Requirement → Pull every line that holds the word "Debug" from the entries.

==== Records for the exercise

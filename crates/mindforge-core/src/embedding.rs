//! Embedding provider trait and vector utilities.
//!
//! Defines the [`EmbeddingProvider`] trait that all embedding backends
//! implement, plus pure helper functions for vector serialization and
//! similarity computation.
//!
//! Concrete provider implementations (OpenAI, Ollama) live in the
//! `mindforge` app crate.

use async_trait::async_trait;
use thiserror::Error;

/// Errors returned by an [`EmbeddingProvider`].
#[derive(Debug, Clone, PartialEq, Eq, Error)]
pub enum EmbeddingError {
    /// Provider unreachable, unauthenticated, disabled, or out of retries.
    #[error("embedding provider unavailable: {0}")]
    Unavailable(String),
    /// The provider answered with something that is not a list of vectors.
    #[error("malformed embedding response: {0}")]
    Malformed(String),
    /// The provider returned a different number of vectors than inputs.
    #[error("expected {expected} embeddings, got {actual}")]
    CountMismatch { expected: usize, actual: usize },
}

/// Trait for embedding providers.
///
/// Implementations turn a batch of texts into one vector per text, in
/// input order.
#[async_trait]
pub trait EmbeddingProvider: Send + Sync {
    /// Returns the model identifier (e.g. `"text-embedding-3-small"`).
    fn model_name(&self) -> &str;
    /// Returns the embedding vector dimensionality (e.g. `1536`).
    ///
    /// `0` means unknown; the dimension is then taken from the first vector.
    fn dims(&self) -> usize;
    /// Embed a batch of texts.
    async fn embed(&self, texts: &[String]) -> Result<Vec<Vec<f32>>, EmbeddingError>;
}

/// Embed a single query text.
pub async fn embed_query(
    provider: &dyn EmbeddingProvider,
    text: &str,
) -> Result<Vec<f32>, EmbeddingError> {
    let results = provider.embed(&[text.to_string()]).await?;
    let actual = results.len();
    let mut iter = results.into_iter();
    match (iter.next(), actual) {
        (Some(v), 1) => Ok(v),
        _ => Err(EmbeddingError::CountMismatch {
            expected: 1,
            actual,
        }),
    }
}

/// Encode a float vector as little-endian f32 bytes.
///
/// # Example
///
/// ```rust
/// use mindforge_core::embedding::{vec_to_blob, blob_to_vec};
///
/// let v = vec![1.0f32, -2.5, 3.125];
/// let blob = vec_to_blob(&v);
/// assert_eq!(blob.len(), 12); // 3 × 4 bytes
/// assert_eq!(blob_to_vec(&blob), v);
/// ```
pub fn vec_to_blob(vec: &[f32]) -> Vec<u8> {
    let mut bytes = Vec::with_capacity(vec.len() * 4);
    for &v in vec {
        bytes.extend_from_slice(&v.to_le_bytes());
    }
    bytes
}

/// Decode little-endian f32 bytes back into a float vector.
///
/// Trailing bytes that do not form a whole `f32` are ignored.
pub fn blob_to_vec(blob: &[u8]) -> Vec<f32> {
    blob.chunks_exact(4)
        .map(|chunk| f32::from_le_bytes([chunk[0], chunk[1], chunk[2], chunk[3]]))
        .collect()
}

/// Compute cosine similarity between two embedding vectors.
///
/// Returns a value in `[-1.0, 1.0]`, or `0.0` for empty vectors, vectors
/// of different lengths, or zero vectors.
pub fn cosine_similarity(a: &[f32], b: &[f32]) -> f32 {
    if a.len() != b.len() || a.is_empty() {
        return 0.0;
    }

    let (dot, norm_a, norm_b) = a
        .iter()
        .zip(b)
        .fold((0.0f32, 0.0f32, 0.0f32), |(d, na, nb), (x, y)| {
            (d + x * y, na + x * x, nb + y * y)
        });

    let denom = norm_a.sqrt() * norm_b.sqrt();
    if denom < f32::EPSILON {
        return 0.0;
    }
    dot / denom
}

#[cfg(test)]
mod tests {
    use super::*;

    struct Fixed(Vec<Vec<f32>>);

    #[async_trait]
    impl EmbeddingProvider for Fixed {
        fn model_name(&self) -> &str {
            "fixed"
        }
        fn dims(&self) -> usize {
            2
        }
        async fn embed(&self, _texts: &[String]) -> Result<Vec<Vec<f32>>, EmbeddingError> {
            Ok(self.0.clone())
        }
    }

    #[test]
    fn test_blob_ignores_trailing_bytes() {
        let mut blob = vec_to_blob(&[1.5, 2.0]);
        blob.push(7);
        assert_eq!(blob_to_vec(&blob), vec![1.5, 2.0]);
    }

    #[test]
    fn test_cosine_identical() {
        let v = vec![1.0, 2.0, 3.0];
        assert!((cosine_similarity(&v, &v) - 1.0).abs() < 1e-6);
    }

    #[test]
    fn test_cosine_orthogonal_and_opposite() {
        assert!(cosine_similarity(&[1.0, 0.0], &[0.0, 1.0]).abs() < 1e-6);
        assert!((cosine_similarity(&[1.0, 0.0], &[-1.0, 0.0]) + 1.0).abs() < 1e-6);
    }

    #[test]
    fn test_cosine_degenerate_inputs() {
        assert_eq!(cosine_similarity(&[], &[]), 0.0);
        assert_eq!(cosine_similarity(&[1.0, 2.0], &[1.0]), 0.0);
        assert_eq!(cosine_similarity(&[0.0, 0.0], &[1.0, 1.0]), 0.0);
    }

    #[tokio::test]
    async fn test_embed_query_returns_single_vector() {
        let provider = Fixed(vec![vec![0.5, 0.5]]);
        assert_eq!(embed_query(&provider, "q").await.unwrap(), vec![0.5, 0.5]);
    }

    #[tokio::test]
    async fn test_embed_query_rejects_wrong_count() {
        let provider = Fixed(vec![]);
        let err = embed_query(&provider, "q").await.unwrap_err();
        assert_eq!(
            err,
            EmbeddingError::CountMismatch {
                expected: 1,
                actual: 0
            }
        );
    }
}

========
==== Records for the exercise

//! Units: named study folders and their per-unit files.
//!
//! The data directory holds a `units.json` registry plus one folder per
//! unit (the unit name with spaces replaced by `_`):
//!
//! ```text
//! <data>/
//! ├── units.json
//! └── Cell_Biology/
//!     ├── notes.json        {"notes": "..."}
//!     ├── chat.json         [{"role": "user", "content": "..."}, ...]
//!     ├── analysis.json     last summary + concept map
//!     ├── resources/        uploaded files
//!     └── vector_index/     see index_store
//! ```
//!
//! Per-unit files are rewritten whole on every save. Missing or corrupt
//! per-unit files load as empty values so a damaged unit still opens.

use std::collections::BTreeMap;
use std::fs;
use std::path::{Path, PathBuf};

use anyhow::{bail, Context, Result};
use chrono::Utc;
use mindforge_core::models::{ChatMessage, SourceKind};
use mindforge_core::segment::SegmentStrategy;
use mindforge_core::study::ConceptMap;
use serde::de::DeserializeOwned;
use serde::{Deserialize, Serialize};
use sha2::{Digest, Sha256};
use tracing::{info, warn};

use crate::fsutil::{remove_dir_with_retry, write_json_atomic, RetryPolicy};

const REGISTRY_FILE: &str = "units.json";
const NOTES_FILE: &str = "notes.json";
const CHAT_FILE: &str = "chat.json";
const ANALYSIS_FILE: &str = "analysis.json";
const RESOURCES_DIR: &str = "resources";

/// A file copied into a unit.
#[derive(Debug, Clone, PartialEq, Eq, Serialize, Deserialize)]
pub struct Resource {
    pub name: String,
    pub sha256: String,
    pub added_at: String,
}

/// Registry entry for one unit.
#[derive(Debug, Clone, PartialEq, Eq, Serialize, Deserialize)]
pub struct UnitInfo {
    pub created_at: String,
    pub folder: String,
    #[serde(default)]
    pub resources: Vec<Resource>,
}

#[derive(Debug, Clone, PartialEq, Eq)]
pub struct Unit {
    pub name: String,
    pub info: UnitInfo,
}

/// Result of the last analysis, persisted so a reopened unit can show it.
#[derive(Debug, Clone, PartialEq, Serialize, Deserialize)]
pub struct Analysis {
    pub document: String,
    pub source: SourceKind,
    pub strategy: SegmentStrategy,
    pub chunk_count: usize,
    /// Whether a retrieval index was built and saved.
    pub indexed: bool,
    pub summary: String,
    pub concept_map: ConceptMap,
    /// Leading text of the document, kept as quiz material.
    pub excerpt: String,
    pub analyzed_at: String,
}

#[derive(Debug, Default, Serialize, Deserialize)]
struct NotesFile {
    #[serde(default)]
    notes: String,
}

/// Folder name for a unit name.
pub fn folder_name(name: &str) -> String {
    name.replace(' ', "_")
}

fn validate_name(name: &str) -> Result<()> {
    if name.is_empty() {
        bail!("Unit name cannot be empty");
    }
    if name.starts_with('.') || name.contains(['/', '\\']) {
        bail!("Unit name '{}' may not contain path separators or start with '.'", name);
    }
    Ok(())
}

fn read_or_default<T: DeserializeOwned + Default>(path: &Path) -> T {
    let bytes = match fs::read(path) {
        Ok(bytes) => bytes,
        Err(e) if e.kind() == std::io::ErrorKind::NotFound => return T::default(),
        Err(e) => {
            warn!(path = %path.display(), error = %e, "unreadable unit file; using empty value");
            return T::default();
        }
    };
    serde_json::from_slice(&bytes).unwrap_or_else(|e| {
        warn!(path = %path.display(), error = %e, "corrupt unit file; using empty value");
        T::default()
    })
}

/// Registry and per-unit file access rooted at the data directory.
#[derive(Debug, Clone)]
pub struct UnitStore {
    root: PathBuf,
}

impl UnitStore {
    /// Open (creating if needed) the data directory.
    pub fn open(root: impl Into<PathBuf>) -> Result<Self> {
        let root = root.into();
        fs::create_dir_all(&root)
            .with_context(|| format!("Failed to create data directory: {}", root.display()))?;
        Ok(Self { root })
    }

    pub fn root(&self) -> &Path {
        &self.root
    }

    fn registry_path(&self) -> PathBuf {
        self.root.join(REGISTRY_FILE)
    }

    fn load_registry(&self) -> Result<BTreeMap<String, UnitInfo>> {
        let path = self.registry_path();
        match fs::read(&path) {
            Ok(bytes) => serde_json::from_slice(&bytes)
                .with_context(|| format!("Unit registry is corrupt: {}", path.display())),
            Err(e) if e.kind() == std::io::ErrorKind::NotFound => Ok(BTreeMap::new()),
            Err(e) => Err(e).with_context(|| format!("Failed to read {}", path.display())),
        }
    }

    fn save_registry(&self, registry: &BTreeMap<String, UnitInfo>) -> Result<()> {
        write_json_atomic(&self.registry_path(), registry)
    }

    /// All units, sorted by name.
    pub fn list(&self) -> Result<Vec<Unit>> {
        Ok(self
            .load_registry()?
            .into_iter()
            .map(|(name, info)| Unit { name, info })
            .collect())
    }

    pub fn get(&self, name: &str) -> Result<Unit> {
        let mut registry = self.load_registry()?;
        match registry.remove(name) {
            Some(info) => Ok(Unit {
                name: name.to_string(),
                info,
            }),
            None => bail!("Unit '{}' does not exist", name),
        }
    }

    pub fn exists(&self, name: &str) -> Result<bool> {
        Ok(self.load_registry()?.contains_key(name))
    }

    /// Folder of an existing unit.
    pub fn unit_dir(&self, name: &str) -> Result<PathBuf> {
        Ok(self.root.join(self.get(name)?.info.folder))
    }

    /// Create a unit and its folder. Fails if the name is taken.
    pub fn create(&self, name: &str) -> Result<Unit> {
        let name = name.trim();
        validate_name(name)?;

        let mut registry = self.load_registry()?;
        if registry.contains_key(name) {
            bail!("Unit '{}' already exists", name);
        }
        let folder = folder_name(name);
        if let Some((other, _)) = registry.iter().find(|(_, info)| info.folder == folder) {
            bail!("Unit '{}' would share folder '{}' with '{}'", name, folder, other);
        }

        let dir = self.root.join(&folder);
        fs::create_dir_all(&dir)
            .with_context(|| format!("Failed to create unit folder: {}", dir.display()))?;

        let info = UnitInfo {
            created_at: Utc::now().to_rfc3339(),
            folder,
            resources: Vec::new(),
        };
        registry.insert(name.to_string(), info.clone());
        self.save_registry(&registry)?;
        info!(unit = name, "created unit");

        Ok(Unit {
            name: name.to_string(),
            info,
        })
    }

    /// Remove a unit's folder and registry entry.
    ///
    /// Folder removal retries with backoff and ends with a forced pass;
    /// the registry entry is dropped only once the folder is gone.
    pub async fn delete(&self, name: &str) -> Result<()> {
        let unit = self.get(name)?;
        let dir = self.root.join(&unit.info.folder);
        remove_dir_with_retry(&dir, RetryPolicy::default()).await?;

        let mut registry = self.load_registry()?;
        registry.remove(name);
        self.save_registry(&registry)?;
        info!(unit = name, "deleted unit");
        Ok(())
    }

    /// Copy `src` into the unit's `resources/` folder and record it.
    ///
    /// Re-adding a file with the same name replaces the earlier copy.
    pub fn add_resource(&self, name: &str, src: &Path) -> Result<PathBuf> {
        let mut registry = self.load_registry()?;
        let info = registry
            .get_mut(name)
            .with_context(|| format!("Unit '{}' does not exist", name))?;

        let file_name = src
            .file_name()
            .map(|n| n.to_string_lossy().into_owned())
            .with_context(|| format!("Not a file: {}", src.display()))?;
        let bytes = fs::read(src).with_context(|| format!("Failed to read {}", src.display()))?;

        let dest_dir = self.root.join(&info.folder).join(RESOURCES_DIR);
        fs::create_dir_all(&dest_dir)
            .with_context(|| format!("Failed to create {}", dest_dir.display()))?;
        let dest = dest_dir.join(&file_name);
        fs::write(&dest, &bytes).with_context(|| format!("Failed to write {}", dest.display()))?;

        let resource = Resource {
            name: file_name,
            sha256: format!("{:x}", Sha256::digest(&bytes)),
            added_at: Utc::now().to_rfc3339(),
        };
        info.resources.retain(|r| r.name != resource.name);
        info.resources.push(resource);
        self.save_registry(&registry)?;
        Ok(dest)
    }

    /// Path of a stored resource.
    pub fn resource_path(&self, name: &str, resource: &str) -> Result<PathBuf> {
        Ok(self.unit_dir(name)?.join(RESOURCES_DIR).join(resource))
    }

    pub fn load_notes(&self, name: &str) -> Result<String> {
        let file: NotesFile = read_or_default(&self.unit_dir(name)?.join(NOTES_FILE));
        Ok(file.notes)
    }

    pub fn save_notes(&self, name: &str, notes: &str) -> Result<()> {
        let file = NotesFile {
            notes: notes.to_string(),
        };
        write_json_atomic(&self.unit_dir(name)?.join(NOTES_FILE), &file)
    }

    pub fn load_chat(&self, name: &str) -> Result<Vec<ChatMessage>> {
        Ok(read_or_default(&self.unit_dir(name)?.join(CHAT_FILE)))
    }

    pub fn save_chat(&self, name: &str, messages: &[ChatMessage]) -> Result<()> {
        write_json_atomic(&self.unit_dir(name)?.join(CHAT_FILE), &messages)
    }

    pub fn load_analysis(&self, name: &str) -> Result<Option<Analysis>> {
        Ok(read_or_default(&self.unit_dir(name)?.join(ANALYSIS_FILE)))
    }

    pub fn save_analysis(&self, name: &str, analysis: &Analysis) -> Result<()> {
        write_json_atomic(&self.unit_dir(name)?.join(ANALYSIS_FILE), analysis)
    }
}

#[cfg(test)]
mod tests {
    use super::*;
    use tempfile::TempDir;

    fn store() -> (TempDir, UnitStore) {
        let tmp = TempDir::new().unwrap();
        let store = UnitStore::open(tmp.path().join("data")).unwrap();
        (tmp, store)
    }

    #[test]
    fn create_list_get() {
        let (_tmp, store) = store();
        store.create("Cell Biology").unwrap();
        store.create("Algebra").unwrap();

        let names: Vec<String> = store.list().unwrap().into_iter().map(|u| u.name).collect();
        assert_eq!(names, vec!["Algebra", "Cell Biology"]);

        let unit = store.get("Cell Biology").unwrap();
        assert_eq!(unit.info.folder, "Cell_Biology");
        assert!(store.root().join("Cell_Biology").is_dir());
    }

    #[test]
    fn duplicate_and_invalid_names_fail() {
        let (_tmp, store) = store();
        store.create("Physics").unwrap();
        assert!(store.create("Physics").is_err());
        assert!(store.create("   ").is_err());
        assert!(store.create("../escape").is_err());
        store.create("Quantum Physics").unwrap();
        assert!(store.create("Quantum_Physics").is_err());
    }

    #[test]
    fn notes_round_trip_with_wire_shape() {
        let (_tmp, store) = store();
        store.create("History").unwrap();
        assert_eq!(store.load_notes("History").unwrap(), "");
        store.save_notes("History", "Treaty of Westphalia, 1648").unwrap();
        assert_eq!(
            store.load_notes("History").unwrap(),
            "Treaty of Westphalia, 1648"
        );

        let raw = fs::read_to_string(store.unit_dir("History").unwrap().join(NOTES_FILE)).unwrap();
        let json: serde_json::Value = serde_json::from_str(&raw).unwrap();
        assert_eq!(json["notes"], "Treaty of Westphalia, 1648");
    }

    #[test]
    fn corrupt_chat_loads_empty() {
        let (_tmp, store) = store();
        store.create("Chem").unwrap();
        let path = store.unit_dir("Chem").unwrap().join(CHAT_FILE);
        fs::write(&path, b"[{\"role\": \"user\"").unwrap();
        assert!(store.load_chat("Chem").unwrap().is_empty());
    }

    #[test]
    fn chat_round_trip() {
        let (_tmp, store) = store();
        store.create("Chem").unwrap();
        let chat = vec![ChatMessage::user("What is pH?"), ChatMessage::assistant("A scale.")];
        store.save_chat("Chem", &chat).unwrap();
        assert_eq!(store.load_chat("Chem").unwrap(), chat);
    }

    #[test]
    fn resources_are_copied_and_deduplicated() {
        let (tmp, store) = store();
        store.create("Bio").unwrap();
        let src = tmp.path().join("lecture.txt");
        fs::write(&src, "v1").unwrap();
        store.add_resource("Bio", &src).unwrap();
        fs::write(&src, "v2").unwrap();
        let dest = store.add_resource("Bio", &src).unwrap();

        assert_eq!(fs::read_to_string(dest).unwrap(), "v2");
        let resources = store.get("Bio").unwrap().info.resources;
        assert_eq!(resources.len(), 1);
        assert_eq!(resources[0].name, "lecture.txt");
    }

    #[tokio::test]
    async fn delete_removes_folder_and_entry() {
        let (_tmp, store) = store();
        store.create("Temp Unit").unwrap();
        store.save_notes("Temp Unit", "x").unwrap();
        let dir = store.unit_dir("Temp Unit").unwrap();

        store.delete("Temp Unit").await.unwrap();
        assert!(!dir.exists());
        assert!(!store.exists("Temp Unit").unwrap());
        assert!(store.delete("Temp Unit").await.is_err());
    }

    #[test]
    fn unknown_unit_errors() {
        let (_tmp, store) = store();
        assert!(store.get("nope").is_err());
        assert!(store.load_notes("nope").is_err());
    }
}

========

Reply to the task →
#[derive(Debug, Clone, PartialEq, Eq, Error)]
#[derive(Debug, Clone, PartialEq, Eq, Serialize, Deserialize)]
#[derive(Debug, Clone, PartialEq, Eq, Serialize, Deserialize)]
#[derive(Debug, Clone, PartialEq, Eq)]
#[derive(Debug, Clone, PartialEq, Serialize, Deserialize)]
#[derive(Debug, Default, Serialize, Deserialize)]
#[derive(Debug, Clone)]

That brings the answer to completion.